Decisi che una mera insalata di lattuga non avrebbe avuto l'influsso consolatorio che andavo cercando, il rosso poteva essere ben rappresentato dai pomodori e dai ravanelli che, oltretutto, una volta tagliati avrebbero costituito una macchia di bianco rosato, che avrebbe arricchito la tavolozza vegetale.
A quel punto il giallo fu distribuito da peperoni e mais, mescolati accuratamente, in modo da dare una varietà in chiaroscuro al monocromatismo, reso lucido dal condimento, il bianco con riflessi verdastri dei cetrioli e il grigio bruno delle olive completavano il ventaglio di colori necessario a non farmi sentire già morto.
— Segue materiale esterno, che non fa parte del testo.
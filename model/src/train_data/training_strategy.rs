use ndarray::{s, ArrayView2, ArrayView4, Axis};
use rand::rngs::StdRng;
use rand::SeedableRng;
use serde::Serialize;
use std::fs::{self, File};
use std::io::{BufWriter, Write};
use std::path::{Path, PathBuf};
use std::time::Instant;
use tracing::{info, warn};

use super::augmentation::{random_crop, Augmentation, BatchGenerator};
use super::data_loader::Dataset;
use crate::error::{CapsNetError, Result};
use crate::model::checkpoint::save_weights;
use crate::model::config::TrainingConfig;
use crate::model::core::{BatchStats, CapsNet};
use crate::model::loss::LossBreakdown;
use crate::model::optimizer::{Adam, LRScheduler};

pub const LOG_HEADER: &str = "epoch,capsnet_acc,capsnet_loss,decoder_loss,loss,val_capsnet_acc,val_capsnet_loss,val_decoder_loss,val_loss";

/// Averaged statistics of one epoch.
#[derive(Debug, Clone, Copy, PartialEq)]
pub struct EpochLog {
    pub epoch: usize,
    pub train: BatchStats,
    pub val: BatchStats,
}

impl EpochLog {
    pub fn csv_row(&self) -> String {
        format!(
            "{},{},{},{},{},{},{},{},{}",
            self.epoch,
            self.train.accuracy,
            self.train.loss.margin,
            self.train.loss.reconstruction,
            self.train.loss.total(),
            self.val.accuracy,
            self.val.loss.margin,
            self.val.loss.reconstruction,
            self.val.loss.total(),
        )
    }

    /// Console progress line printed after every epoch.
    pub fn progress_line(&self, num_epochs: usize) -> String {
        format!(
            "📅 Epoch {}/{} | 📊 Loss: {:.4} (train) {:.4} (val) | Acc: {:.2}% (train) {:.2}% (val)",
            self.epoch + 1,
            num_epochs,
            self.train.loss.total(),
            self.val.loss.total(),
            self.train.accuracy * 100.0,
            self.val.accuracy * 100.0,
        )
    }
}

/// Sample-weighted running mean of batch statistics.
#[derive(Debug, Default)]
struct StatsAccumulator {
    margin: f64,
    reconstruction: f64,
    accuracy: f64,
    samples: usize,
    reconstruction_weight: f32,
}

impl StatsAccumulator {
    fn add(&mut self, stats: &BatchStats, samples: usize) {
        let n = samples as f64;
        self.margin += stats.loss.margin as f64 * n;
        self.reconstruction += stats.loss.reconstruction as f64 * n;
        self.accuracy += stats.accuracy as f64 * n;
        self.samples += samples;
        self.reconstruction_weight = stats.loss.reconstruction_weight;
    }

    fn mean(&self) -> BatchStats {
        let n = self.samples.max(1) as f64;
        BatchStats {
            loss: LossBreakdown {
                margin: (self.margin / n) as f32,
                reconstruction: (self.reconstruction / n) as f32,
                reconstruction_weight: self.reconstruction_weight,
            },
            accuracy: (self.accuracy / n) as f32,
        }
    }
}

/// Appends one row per epoch to `log.csv`.
pub struct CsvLog {
    writer: BufWriter<File>,
}

impl CsvLog {
    pub fn create(path: &Path) -> Result<Self> {
        let mut writer = BufWriter::new(File::create(path)?);
        writeln!(writer, "{}", LOG_HEADER)?;
        writer.flush()?;
        Ok(Self { writer })
    }

    pub fn append(&mut self, row: &EpochLog) -> Result<()> {
        writeln!(self.writer, "{}", row.csv_row())?;
        self.writer.flush()?;
        Ok(())
    }
}

/// Writes the run arguments as sorted `key = value` lines.
pub fn write_args(path: &Path, args: &impl Serialize) -> Result<()> {
    let value = serde_json::to_value(args)?;
    let object = value
        .as_object()
        .ok_or_else(|| CapsNetError::Serialization("run arguments must serialise to a map".to_string()))?;
    let mut keys: Vec<&String> = object.keys().collect();
    keys.sort();
    let lines: Vec<String> = keys
        .into_iter()
        .map(|key| {
            let rendered = match &object[key] {
                serde_json::Value::String(s) => s.clone(),
                serde_json::Value::Null => "None".to_string(),
                other => other.to_string(),
            };
            format!("{} = {}", key, rendered)
        })
        .collect();
    fs::write(path, lines.join("\n"))?;
    Ok(())
}

/// Epoch loop: augmented batches, validation, CSV log and checkpoints.
pub struct Trainer {
    pub config: TrainingConfig,
    pub save_dir: PathBuf,
    pub seed: u64,
}

impl Trainer {
    pub fn new(config: TrainingConfig, save_dir: impl AsRef<Path>, seed: u64) -> Result<Self> {
        config.validate()?;
        let save_dir = save_dir.as_ref().to_path_buf();
        fs::create_dir_all(&save_dir)?;
        Ok(Self {
            config,
            save_dir,
            seed,
        })
    }

    pub fn fit(&self, model: &mut CapsNet, dataset: &Dataset) -> Result<Vec<EpochLog>> {
        let cfg = &self.config;
        let augmentation = Augmentation {
            shift_fraction: cfg.shift_fraction,
            rotation_range: 0.0,
            crop: cfg.crop,
        };
        let mut generator = BatchGenerator::new(
            dataset.train_images.view(),
            dataset.train_labels.view(),
            cfg.batch_size,
            augmentation,
            true,
            self.seed,
        )?;

        // The validation split is cropped once, up front.
        let val_images = match cfg.crop {
            Some((rows, cols)) => {
                let mut rng = StdRng::seed_from_u64(self.seed.wrapping_add(1));
                random_crop(&dataset.test_images.view(), rows, cols, &mut rng)?
            }
            None => dataset.test_images.clone(),
        };

        let num_samples = generator.num_samples();
        let steps_per_epoch = (num_samples / cfg.batch_size).max(1);
        if num_samples < cfg.batch_size {
            warn!(num_samples, batch_size = cfg.batch_size, "fewer samples than one batch");
        }

        let mut optimizer = Adam::new(cfg.learning_rate, &cfg.optimizer);
        let scheduler = LRScheduler::exponential(cfg.learning_rate, cfg.lr_decay);
        let mut csv = CsvLog::create(&self.save_dir.join("log.csv"))?;
        let mut history = Vec::with_capacity(cfg.num_epochs);
        let mut best_val_acc = f32::NEG_INFINITY;

        info!(
            epochs = cfg.num_epochs,
            steps_per_epoch,
            batch_size = cfg.batch_size,
            "training started"
        );

        for epoch in 0..cfg.num_epochs {
            let start = Instant::now();
            scheduler.step_epoch(&mut optimizer, epoch);

            let mut train = StatsAccumulator::default();
            for _ in 0..steps_per_epoch {
                let batch = generator
                    .next()
                    .ok_or_else(|| CapsNetError::Data("training split is empty".to_string()))??;
                let stats = model.train_step(&batch.images.view(), &batch.labels.view(), &mut optimizer)?;
                train.add(&stats, batch.labels.nrows());
            }

            let val = self.validate(model, &val_images.view(), &dataset.test_labels.view())?;
            let row = EpochLog {
                epoch,
                train: train.mean(),
                val,
            };
            csv.append(&row)?;
            println!("{}", row.progress_line(cfg.num_epochs));
            info!(
                epoch = epoch + 1,
                loss = row.train.loss.total(),
                acc = row.train.accuracy,
                val_loss = row.val.loss.total(),
                val_acc = row.val.accuracy,
                elapsed = ?start.elapsed(),
                "epoch finished"
            );

            if !cfg.save_best_only || row.val.accuracy > best_val_acc {
                let path = self.save_dir.join(format!("weights-{:02}.bin", epoch + 1));
                if cfg.save_best_only {
                    info!(
                        from = best_val_acc,
                        to = row.val.accuracy,
                        "val_capsnet_acc improved"
                    );
                }
                save_weights(model, &path)?;
            }
            best_val_acc = best_val_acc.max(row.val.accuracy);
            history.push(row);
        }

        let final_path = self.save_dir.join("trained_model.bin");
        save_weights(model, &final_path)?;
        info!(path = %final_path.display(), "trained model saved");
        Ok(history)
    }

    /// Validation in batches of `batch_size`, decoder masked with the true labels.
    fn validate(&self, model: &mut CapsNet, images: &ArrayView4<f32>, labels: &ArrayView2<f32>) -> Result<BatchStats> {
        let mut acc = StatsAccumulator::default();
        let n = images.len_of(Axis(0));
        let mut start = 0;
        while start < n {
            let end = (start + self.config.batch_size).min(n);
            let stats = model.evaluate(
                &images.slice(s![start..end, .., .., ..]),
                &labels.slice(s![start..end, ..]),
            )?;
            acc.add(&stats, end - start);
            start = end;
        }
        Ok(acc.mean())
    }
}

#[cfg(test)]
mod tests {
    use super::*;
    use crate::model::core::tests::{tiny_config, tiny_model};
    use crate::train_data::data_loader::one_hot;
    use ndarray::Array4;
    use rand::Rng;
    use serde::Serialize;

    fn tiny_dataset() -> Dataset {
        let mut rng = StdRng::seed_from_u64(5);
        let (c, h, w) = tiny_config().input_shape;
        let train_images = Array4::from_shape_simple_fn((6, c, h, w), || rng.random_range(0.0..1.0));
        let test_images = Array4::from_shape_simple_fn((4, c, h, w), || rng.random_range(0.0..1.0));
        Dataset {
            train_images,
            train_labels: one_hot(&[0, 1, 2, 0, 1, 2], 3).unwrap(),
            test_images,
            test_labels: one_hot(&[2, 1, 0, 0], 3).unwrap(),
        }
    }

    fn small_config() -> TrainingConfig {
        TrainingConfig {
            batch_size: 3,
            num_epochs: 2,
            shift_fraction: 0.1,
            save_best_only: false,
            ..TrainingConfig::default()
        }
    }

    #[test]
    fn test_fit_writes_log_and_checkpoints() {
        let dir = tempfile::tempdir().unwrap();
        let trainer = Trainer::new(small_config(), dir.path(), 0).unwrap();
        let mut model = tiny_model(1);

        let history = trainer.fit(&mut model, &tiny_dataset()).unwrap();

        assert_eq!(history.len(), 2);
        let log = fs::read_to_string(dir.path().join("log.csv")).unwrap();
        let lines: Vec<&str> = log.lines().collect();
        assert_eq!(lines[0], LOG_HEADER);
        assert_eq!(lines.len(), 3);
        assert!(lines[1].starts_with("0,"));
        assert_eq!(lines[2].split(',').count(), 9);
        assert!(dir.path().join("weights-01.bin").exists());
        assert!(dir.path().join("weights-02.bin").exists());
        assert!(dir.path().join("trained_model.bin").exists());
    }

    #[test]
    fn test_fit_with_crop_uses_cropped_model_input() {
        let dir = tempfile::tempdir().unwrap();
        let config = TrainingConfig {
            crop: Some((7, 7)),
            num_epochs: 1,
            ..small_config()
        };
        let trainer = Trainer::new(config, dir.path(), 0).unwrap();
        let network = tiny_config().with_input_shape((1, 7, 7));
        let mut rng = StdRng::seed_from_u64(0);
        let mut model =
            CapsNet::new(network, &crate::model::config::LossConfig::default(), &mut rng).unwrap();

        let history = trainer.fit(&mut model, &tiny_dataset()).unwrap();

        assert_eq!(history.len(), 1);
        assert!(history[0].val.accuracy >= 0.0 && history[0].val.accuracy <= 1.0);
    }

    #[test]
    fn test_save_best_only_skips_non_improving_epochs() {
        let dir = tempfile::tempdir().unwrap();
        let config = TrainingConfig {
            save_best_only: true,
            learning_rate: 1e-9,
            lr_decay: 1.0,
            num_epochs: 3,
            ..small_config()
        };
        let trainer = Trainer::new(config, dir.path(), 0).unwrap();
        let mut model = tiny_model(1);

        let history = trainer.fit(&mut model, &tiny_dataset()).unwrap();

        let mut best = f32::NEG_INFINITY;
        for (i, row) in history.iter().enumerate() {
            let path = dir.path().join(format!("weights-{:02}.bin", i + 1));
            assert_eq!(path.exists(), row.val.accuracy > best);
            best = best.max(row.val.accuracy);
        }
        assert!(dir.path().join("weights-01.bin").exists());
    }

    #[derive(Serialize)]
    struct Args {
        lr: f32,
        epochs: usize,
        weights: Option<String>,
        save_dir: String,
    }

    #[test]
    fn test_write_args_sorted() {
        let dir = tempfile::tempdir().unwrap();
        let path = dir.path().join("args.txt");
        let args = Args {
            lr: 0.5,
            epochs: 3,
            weights: None,
            save_dir: "./result-capsnet".to_string(),
        };

        write_args(&path, &args).unwrap();

        let content = fs::read_to_string(&path).unwrap();
        assert_eq!(
            content,
            "epochs = 3\nlr = 0.5\nsave_dir = ./result-capsnet\nweights = None"
        );
    }

    #[test]
    fn test_csv_row_columns() {
        let row = EpochLog {
            epoch: 4,
            train: BatchStats {
                loss: LossBreakdown {
                    margin: 0.5,
                    reconstruction: 0.25,
                    reconstruction_weight: 2.0,
                },
                accuracy: 0.75,
            },
            val: BatchStats::default(),
        };
        assert_eq!(row.csv_row(), "4,0.75,0.5,0.25,1,0,0,0,0");
    }

    #[test]
    fn test_progress_line_is_one_based_with_percentages() {
        let row = EpochLog {
            epoch: 0,
            train: BatchStats {
                loss: LossBreakdown {
                    margin: 0.5,
                    reconstruction: 0.0,
                    reconstruction_weight: 1.0,
                },
                accuracy: 0.5,
            },
            val: BatchStats::default(),
        };
        assert_eq!(
            row.progress_line(10),
            "📅 Epoch 1/10 | 📊 Loss: 0.5000 (train) 0.0000 (val) | Acc: 50.00% (train) 0.00% (val)"
        );
    }
}
use anyhow::{Context, Result};
use clap::Parser;
use rand::rngs::StdRng;
use rand::SeedableRng;
use std::fs;
use tracing::info;

use capsnet::cli::{existing_weights, SymmetricArgs};
use capsnet::evaluation::{manipulate_latent, run_all_probes, run_test, save_probe_forms};
use capsnet::model::{load_weights, ModelBuilder, NetworkConfig};
use capsnet::telemetry::init_tracing;
use capsnet::train_data::{write_args, Augmentation, SymmetricFormsGenerator, Trainer};

const WIDTH: usize = 28;
const HEIGHT: usize = 28;
const TEST_BATCH_SIZE: usize = 32;

fn banner(title: &str) {
    println!("\n{}{}{}", "=".repeat(40), title, "=".repeat(40));
}

fn main() -> Result<()> {
    init_tracing()?;
    let args = SymmetricArgs::parse();

    fs::create_dir_all(&args.save_dir)
        .with_context(|| format!("cannot create {}", args.save_dir.display()))?;
    if !args.testing {
        write_args(&args.save_dir.join("args.txt"), &args)?;
    }

    let mut dataset = SymmetricFormsGenerator::new(WIDTH, HEIGHT, args.seed)
        .load_data(args.num_train, args.num_test)
        .context("generating symmetric forms")?;
    if let Some(max) = args.max_num_samples {
        dataset.truncate_train(max);
        println!("\nUsing only {} training samples.\n", dataset.train_images.dim().0);
    }

    let training = args.training_config();
    let network = NetworkConfig::symmetric_forms(dataset.num_classes())
        .with_input_shape(dataset.image_shape())
        .with_routing_iterations(args.num_routing);
    let mut model = ModelBuilder::new()
        .with_network_config(network)
        .with_training_config(training.clone())
        .build()?;
    println!("{}", model.summary());

    let weights = existing_weights(args.weights.as_deref());
    if let Some(path) = weights {
        load_weights(&mut model, path)?;
        println!("Successfully loaded weights file {}", path.display());
    }

    if !args.testing {
        banner(" TRAIN ");
        let trainer = Trainer::new(training, &args.save_dir, args.seed)?;
        let history = trainer.fit(&mut model, &dataset)?;
        if let Some(last) = history.last() {
            info!(val_acc = last.val.accuracy, epochs = history.len(), "training complete");
        }
    } else {
        banner(" TEST =");
        if weights.is_none() {
            println!("(Warning) No weights are provided, using random initialized weights.");
        }

        let augmentation = Augmentation {
            shift_fraction: args.shift_fraction,
            rotation_range: args.rotation_range,
            crop: None,
        };
        let report = run_test(
            &mut model,
            &dataset.test_images.view(),
            &dataset.test_labels.view(),
            TEST_BATCH_SIZE,
            augmentation,
            args.seed,
        )?;
        report.metrics.print();
        report.save_artifacts(&args.save_dir)?;

        let mut rng = StdRng::seed_from_u64(args.seed);
        manipulate_latent(
            &mut model,
            &dataset.test_images.view(),
            &dataset.test_labels.view(),
            args.manipulate,
            None,
            &mut rng,
            &args.save_dir,
        )?;
        run_all_probes(&mut model, args.manipulate, &args.save_dir)?;
        if args.debug {
            let path = save_probe_forms(&model, args.manipulate, &args.save_dir)?;
            println!("Probe forms saved to {}", path.display());
        }
    }

    println!("{}", "=".repeat(87));
    Ok(())
}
Il momento del condimento durò diversi minuti, come se mi aspettassi che i vari colori si fondessero, perdendo la peculiarità di ciascuno, per creare una nuova realtà, ma è ovvio che così non avvenne.
Apparecchiai e misi il frutto della mia fatica a tavola. Mi sedetti a mangiare e, boccone dopo boccone, la tristezza del vegetariano si impadroniva delle mie cellule nervose. Perchè avevo fatto quella scelta? Non volevo uccidere animali per nutrirmi, o avevo, piuttosto, una paura fottuta di veder finire i miei giorni per una definitiva ostruzione arteriosa?
Non avevo nei miei orizzonti la banalità delle posizioni animaliste di maniera, d'altronde che piacesse o meno, madre natura mi aveva dato in corredo quattro splendidi canini, che mi identificavano "anche" come carnivoro e mi aveva tolto ogni senso di colpa nel sopprimere un esemplare animale al fine di nutrirmi.
All'improvviso mi apparve del tutto evidente che la filosofia vegetariana era lontana da me anni luce e che per nessun motivo avrei potuto soggiacere senza dolore alle sue regole, ma, purtroppo per me non avevo voglia di andare a comprare della carne, avevo fame.
Abbandonai per un istante l'insalata multicolore, presi il pane pugliese dalla dispensa, le salsicce di lardo di Colonnata dal frigo e la forma di pecorino sardo dal ripostiglio. Con la tavola così imbandita, anche l'insalata assunse sembianze più simpatiche e di cntorno, cedendo (non so quanto volentieri) il ruolo di protagonista, per assumere quello più congeniale di comparsa.
La mia deriva vegetariana aveva concluso la sua parabola, lasciando di nuovo il passo a una concezione onnivora che mi soddisfece pienamente non appena addentai la fetta di formaggio che avevo appena tagliato.